California man who set boba customers on fire gets no jailtime

A California man convicted of setting customers ablaze at a local boba shop nearly three years ago has reportedly been released from custody and will not be facing jail time.


On April 28, Brandon McGlone, 49, was found guilty of multiple felonies arising from the incident, which occurred at Feng Cha Teahouse on Durant Avenue on the night of Sept. 14, 2020. Armed with a can of WD-30 and a mini torch lighter, he set the hair of two Asian UC Berkeley students on fire after attempting to burn two other customers outside the store.

Friends of the customers retaliated and beat McGlone, who ended up in an ambulance with a bashed face. Aside from flammable materials, he was also found to be carrying an ax and a knife.

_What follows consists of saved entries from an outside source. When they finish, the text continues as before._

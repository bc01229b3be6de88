//! Generation session gating.
//!
//! At most one generation session may run per gate. Acquisition hands out
//! an RAII guard; dropping the guard releases the gate on every exit path,
//! so a failed session never wedges future ones.

use std::sync::atomic::{AtomicBool, Ordering};
use std::sync::Arc;

use vaultscribe_core::{Error, Result};

/// Gate enforcing at most one concurrent generation session.
#[derive(Debug, Clone, Default)]
pub struct GenerationGate {
    busy: Arc<AtomicBool>,
}

impl GenerationGate {
    pub fn new() -> Self {
        Self::default()
    }

    /// Acquire the gate, or reject with [`Error::SessionBusy`] when a
    /// session is already running.
    pub fn acquire(&self) -> Result<SessionGuard> {
        if self.busy.swap(true, Ordering::AcqRel) {
            return Err(Error::SessionBusy);
        }
        Ok(SessionGuard {
            busy: Arc::clone(&self.busy),
        })
    }

    /// Whether a session currently holds the gate.
    pub fn is_busy(&self) -> bool {
        self.busy.load(Ordering::Acquire)
    }
}

/// Held for the duration of one generation session.
#[derive(Debug)]
pub struct SessionGuard {
    busy: Arc<AtomicBool>,
}

impl Drop for SessionGuard {
    fn drop(&mut self) {
        self.busy.store(false, Ordering::Release);
    }
}
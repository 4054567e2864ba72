// Copyright (C) 2025 SyncMyOrders Sp. z o.o.
// SPDX-License-Identifier: AGPL-3.0-or-later
//! Function definitions and the in-process registry.
//!
//! A definition is validated once, when registered: trigger guards, match
//! and cancellation expressions are compiled, cron schedules and durations
//! parsed, step URIs checked. Nothing about a definition is re-validated at
//! run time.
//!
//! Runs are driven by the SDK's generator from the entry step alone. `after`
//! edges, and any wait they carry, only decide which step is the entry; the
//! executor never follows them to a successor step.

use std::collections::{BTreeMap, HashSet};
use std::sync::Arc;
use std::time::Duration;

use chrono::{DateTime, Utc};
use croner::Cron;
use dashmap::DashMap;
use serde::{Deserialize, Serialize};
use tracing::info;
use url::Url;

use crate::driver::DriverKind;
use crate::duration::parse_duration;
use crate::error::{CoreError, Result};
use crate::expressions::ExpressionCache;
use crate::ids::{FunctionId, TenantId};

/// Step ID SDK-style functions use for their single step.
pub const DEFAULT_STEP_ID: &str = "step";

/// Upper bound on per-step retries.
pub const MAX_RETRIES: u32 = 20;

fn default_retries() -> u32 {
    3
}

fn default_runtime() -> String {
    "http".to_string()
}

/// A registered function.
#[derive(Debug, Clone, PartialEq, Serialize, Deserialize)]
pub struct FunctionDefinition {
    pub slug: String,
    pub name: String,
    pub triggers: Vec<Trigger>,
    pub steps: BTreeMap<String, StepDefinition>,
    #[serde(default, skip_serializing_if = "Vec::is_empty")]
    pub cancel: Vec<CancelRule>,
    #[serde(default, skip_serializing_if = "Option::is_none")]
    pub concurrency: Option<Concurrency>,
    #[serde(default, skip_serializing_if = "Option::is_none")]
    pub rate_limit: Option<RateLimit>,
}

/// What starts a run.
#[derive(Debug, Clone, PartialEq, Serialize, Deserialize)]
#[serde(untagged)]
pub enum Trigger {
    Event {
        event: String,
        #[serde(default, skip_serializing_if = "Option::is_none")]
        expression: Option<String>,
    },
    Cron {
        cron: String,
    },
}

#[derive(Debug, Clone, PartialEq, Serialize, Deserialize)]
pub struct StepDefinition {
    pub id: String,
    #[serde(default)]
    pub name: String,
    pub uri: String,
    #[serde(default = "default_runtime")]
    pub runtime: String,
    #[serde(default = "default_retries")]
    pub retries: u32,
    #[serde(default, skip_serializing_if = "Option::is_none")]
    pub timeout: Option<String>,
    /// Predecessors. Validated and used to find the entry step; not executed.
    #[serde(default, skip_serializing_if = "Vec::is_empty")]
    pub after: Vec<Edge>,
}

/// Link from a predecessor step, optionally gated on an event.
#[derive(Debug, Clone, PartialEq, Serialize, Deserialize)]
pub struct Edge {
    pub step: String,
    #[serde(default, skip_serializing_if = "Option::is_none")]
    pub wait: Option<AsyncWait>,
}

#[derive(Debug, Clone, PartialEq, Serialize, Deserialize)]
pub struct AsyncWait {
    pub event: String,
    pub ttl: String,
    #[serde(rename = "match", default, skip_serializing_if = "Option::is_none")]
    pub expression: Option<String>,
}

/// Cancel the run when a matching event arrives.
#[derive(Debug, Clone, PartialEq, Serialize, Deserialize)]
pub struct CancelRule {
    pub event: String,
    /// How long the rule stays armed. Defaults to the run's lifetime cap.
    #[serde(default, skip_serializing_if = "Option::is_none")]
    pub timeout: Option<String>,
    #[serde(rename = "if", default, skip_serializing_if = "Option::is_none")]
    pub expression: Option<String>,
}

/// Limit on simultaneously running runs, optionally per evaluated key.
#[derive(Debug, Clone, PartialEq, Serialize, Deserialize)]
pub struct Concurrency {
    pub limit: u32,
    #[serde(default, skip_serializing_if = "Option::is_none")]
    pub key: Option<String>,
}

/// Limit on runs started per period, optionally per evaluated key.
#[derive(Debug, Clone, PartialEq, Serialize, Deserialize)]
pub struct RateLimit {
    pub limit: u32,
    pub period: String,
    #[serde(default, skip_serializing_if = "Option::is_none")]
    pub key: Option<String>,
}

impl StepDefinition {
    pub fn timeout(&self) -> Option<Duration> {
        self.timeout.as_deref().and_then(|t| parse_duration(t).ok())
    }
}

impl FunctionDefinition {
    /// Bytes hashed into the function ID. Struct fields serialize in
    /// declaration order and steps are a sorted map, so equal definitions
    /// produce equal bytes.
    pub fn canonical_bytes(&self) -> Vec<u8> {
        serde_json::to_vec(self).unwrap_or_default()
    }

    pub fn id(&self) -> FunctionId {
        FunctionId::from_canonical(&self.canonical_bytes())
    }

    pub fn step(&self, id: &str) -> Option<&StepDefinition> {
        self.steps.get(id)
    }

    /// The step a new run starts at: the default step if present, else the
    /// first step without predecessors.
    pub fn entry_step(&self) -> Option<&StepDefinition> {
        self.steps.get(DEFAULT_STEP_ID).or_else(|| {
            self.steps.values().find(|s| s.after.is_empty())
        })
    }

    pub fn event_triggers(&self) -> impl Iterator<Item = (&str, Option<&str>)> {
        self.triggers.iter().filter_map(|t| match t {
            Trigger::Event { event, expression } => Some((event.as_str(), expression.as_deref())),
            Trigger::Cron { .. } => None,
        })
    }

    pub fn rate_limit_period(&self) -> Option<Duration> {
        self.rate_limit
            .as_ref()
            .and_then(|r| parse_duration(&r.period).ok())
    }

    fn invalid(&self, message: impl Into<String>) -> CoreError {
        CoreError::InvalidFunction {
            function: self.slug.clone(),
            message: message.into(),
        }
    }

    /// Check the definition and compile its expressions into `cache`.
    pub fn validate(&self, cache: &ExpressionCache) -> Result<()> {
        if self.slug.trim().is_empty() {
            return Err(self.invalid("slug is required"));
        }
        if self.triggers.is_empty() {
            return Err(self.invalid("at least one trigger is required"));
        }
        if self.steps.is_empty() {
            return Err(self.invalid("at least one step is required"));
        }

        let compile = |what: &str, src: &str| {
            cache
                .compile(src)
                .map(|_| ())
                .map_err(|e| self.invalid(format!("{}: {}", what, e)))
        };
        let duration = |what: &str, src: &str| {
            parse_duration(src)
                .map(|_| ())
                .map_err(|e| self.invalid(format!("{}: {}", what, e)))
        };

        for trigger in &self.triggers {
            match trigger {
                Trigger::Event { event, expression } => {
                    if event.trim().is_empty() {
                        return Err(self.invalid("trigger event name is empty"));
                    }
                    if let Some(expr) = expression {
                        compile("trigger expression", expr)?;
                    }
                }
                Trigger::Cron { cron } => {
                    parse_cron(cron).map_err(|e| self.invalid(e))?;
                }
            }
        }

        for (key, step) in &self.steps {
            if key != &step.id {
                return Err(self.invalid(format!(
                    "step keyed '{}' declares id '{}'",
                    key, step.id
                )));
            }
            step.runtime
                .parse::<DriverKind>()
                .map_err(|e| self.invalid(e.to_string()))?;
            Url::parse(&step.uri)
                .map_err(|e| self.invalid(format!("step '{}' uri: {}", step.id, e)))?;
            if step.retries > MAX_RETRIES {
                return Err(self.invalid(format!(
                    "step '{}' retries {} exceeds {}",
                    step.id, step.retries, MAX_RETRIES
                )));
            }
            if let Some(t) = &step.timeout {
                duration("step timeout", t)?;
            }
            for edge in &step.after {
                if !self.steps.contains_key(&edge.step) {
                    return Err(self.invalid(format!(
                        "step '{}' follows unknown step '{}'",
                        step.id, edge.step
                    )));
                }
                if let Some(wait) = &edge.wait {
                    duration("edge ttl", &wait.ttl)?;
                    if let Some(expr) = &wait.expression {
                        compile("edge match", expr)?;
                    }
                }
            }
        }
        if self.has_cycle() {
            return Err(self.invalid("step edges form a cycle"));
        }
        if self.entry_step().is_none() {
            return Err(self.invalid("no entry step"));
        }

        for rule in &self.cancel {
            if rule.event.trim().is_empty() {
                return Err(self.invalid("cancel event name is empty"));
            }
            if let Some(expr) = &rule.expression {
                compile("cancel expression", expr)?;
            }
            if let Some(t) = &rule.timeout {
                duration("cancel timeout", t)?;
            }
        }

        if let Some(c) = &self.concurrency {
            if c.limit == 0 {
                return Err(self.invalid("concurrency limit must be positive"));
            }
            if let Some(key) = &c.key {
                compile("concurrency key", key)?;
            }
        }
        if let Some(r) = &self.rate_limit {
            if r.limit == 0 {
                return Err(self.invalid("rate limit must be positive"));
            }
            duration("rate limit period", &r.period)?;
            if let Some(key) = &r.key {
                compile("rate limit key", key)?;
            }
        }
        Ok(())
    }

    fn has_cycle(&self) -> bool {
        fn visit<'a>(
            def: &'a FunctionDefinition,
            id: &'a str,
            path: &mut HashSet<&'a str>,
            done: &mut HashSet<&'a str>,
        ) -> bool {
            if done.contains(id) {
                return false;
            }
            if !path.insert(id) {
                return true;
            }
            let cyclic = def
                .steps
                .get(id)
                .is_some_and(|s| s.after.iter().any(|e| visit(def, &e.step, path, done)));
            path.remove(id);
            done.insert(id);
            cyclic
        }

        let mut done = HashSet::new();
        self.steps
            .keys()
            .any(|id| visit(self, id, &mut HashSet::new(), &mut done))
    }
}

/// Parse a cron schedule (five fields, optional seconds).
pub fn parse_cron(expr: &str) -> std::result::Result<Cron, String> {
    Cron::new(expr)
        .with_seconds_optional()
        .parse()
        .map_err(|e| format!("cron '{}': {}", expr, e))
}

/// Next time `cron` fires strictly after `after`.
pub fn next_fire(cron: &Cron, after: DateTime<Utc>) -> Option<DateTime<Utc>> {
    cron.find_next_occurrence(&after, false).ok()
}

/// A definition bound to its tenant and derived ID.
#[derive(Debug, Clone)]
pub struct RegisteredFunction {
    pub id: FunctionId,
    pub tenant: TenantId,
    pub definition: FunctionDefinition,
}

/// Concurrent registry of functions, addressable by ID or by (tenant, slug).
#[derive(Debug)]
pub struct FunctionRegistry {
    by_id: DashMap<FunctionId, Arc<RegisteredFunction>>,
    by_slug: DashMap<(TenantId, String), FunctionId>,
    expressions: &'static ExpressionCache,
}

impl Default for FunctionRegistry {
    fn default() -> Self {
        Self::new()
    }
}

impl FunctionRegistry {
    pub fn new() -> Self {
        Self {
            by_id: DashMap::new(),
            by_slug: DashMap::new(),
            expressions: ExpressionCache::global(),
        }
    }

    /// Validate and register `definition` as the current version of its
    /// slug. Earlier versions stay resolvable by ID so in-flight runs can
    /// finish, but no longer receive events.
    pub fn register(
        &self,
        tenant: TenantId,
        definition: FunctionDefinition,
    ) -> Result<Arc<RegisteredFunction>> {
        definition.validate(self.expressions)?;
        let id = definition.id();
        let registered = Arc::new(RegisteredFunction {
            id,
            tenant,
            definition,
        });

        self.by_id.insert(id, Arc::clone(&registered));
        self.by_slug
            .insert((tenant, registered.definition.slug.clone()), id);
        info!(function_id = %id, slug = %registered.definition.slug, "Function registered");
        Ok(registered)
    }

    /// Any version ever registered.
    pub fn get(&self, id: &FunctionId) -> Option<Arc<RegisteredFunction>> {
        self.by_id.get(id).map(|f| Arc::clone(f.value()))
    }

    /// Current version of a slug.
    pub fn by_slug(&self, tenant: TenantId, slug: &str) -> Option<Arc<RegisteredFunction>> {
        let id = *self.by_slug.get(&(tenant, slug.to_string()))?;
        self.get(&id)
    }

    /// Resolve an invoke target: a function ID or a slug within `tenant`.
    pub fn resolve(&self, tenant: TenantId, target: &str) -> Option<Arc<RegisteredFunction>> {
        target
            .parse::<FunctionId>()
            .ok()
            .and_then(|id| self.get(&id))
            .or_else(|| self.by_slug(tenant, target))
    }

    /// Stop routing events to a slug. Its versions stay resolvable by ID.
    pub fn remove(&self, tenant: TenantId, slug: &str) -> bool {
        self.by_slug.remove(&(tenant, slug.to_string())).is_some()
    }

    /// Current versions of all functions, sorted by slug.
    pub fn all(&self) -> Vec<Arc<RegisteredFunction>> {
        let mut fns: Vec<_> = self
            .by_slug
            .iter()
            .filter_map(|entry| self.get(entry.value()))
            .collect();
        fns.sort_by(|a, b| a.definition.slug.cmp(&b.definition.slug));
        fns
    }

    /// Current functions of `tenant` with an event trigger named `event`.
    pub fn triggered_by(&self, tenant: TenantId, event: &str) -> Vec<Arc<RegisteredFunction>> {
        self.all()
            .into_iter()
            .filter(|f| f.tenant == tenant)
            .filter(|f| f.definition.event_triggers().any(|(name, _)| name == event))
            .collect()
    }

    pub fn expressions(&self) -> &'static ExpressionCache {
        self.expressions
    }

    /// Number of current functions.
    pub fn len(&self) -> usize {
        self.by_slug.len()
    }

    pub fn is_empty(&self) -> bool {
        self.by_slug.is_empty()
    }
}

“I was angry, enraged, shocked and scared when the man came up and started the fire,” Angelique Duong, who posted footage of the incident on Twitter, told NextShark. “I did not think that this would ever happen to me or my friends so when it did happen it was just all super shocking and upsetting.”


McGlone was charged with arson, criminal threats, throwing someone a flammable substance, assault with a deadly weapon and possession of destructive devices. He was also indicted on and convicted of assault and gun charges from a separate domestic violence case, according to The Berkeley Scanner.

Court records reportedly show that McGlone is an Air Force veteran who has been suffering from PTSD and substance abuse.

Witnesses who claimed to have met him on the same night said he repeated phrases such as “This isn’t your fight” and “I just want to see my daughter.”


Alameda prosecutors and McGlone’s public defenders struck a plea deal that relieved him of jail time. Instead of prison, he was referred to the Veterans Treatment Court to participate in a diversion program.

Failure to complete the 18-month program could send McGlone behind bars for up to eight years.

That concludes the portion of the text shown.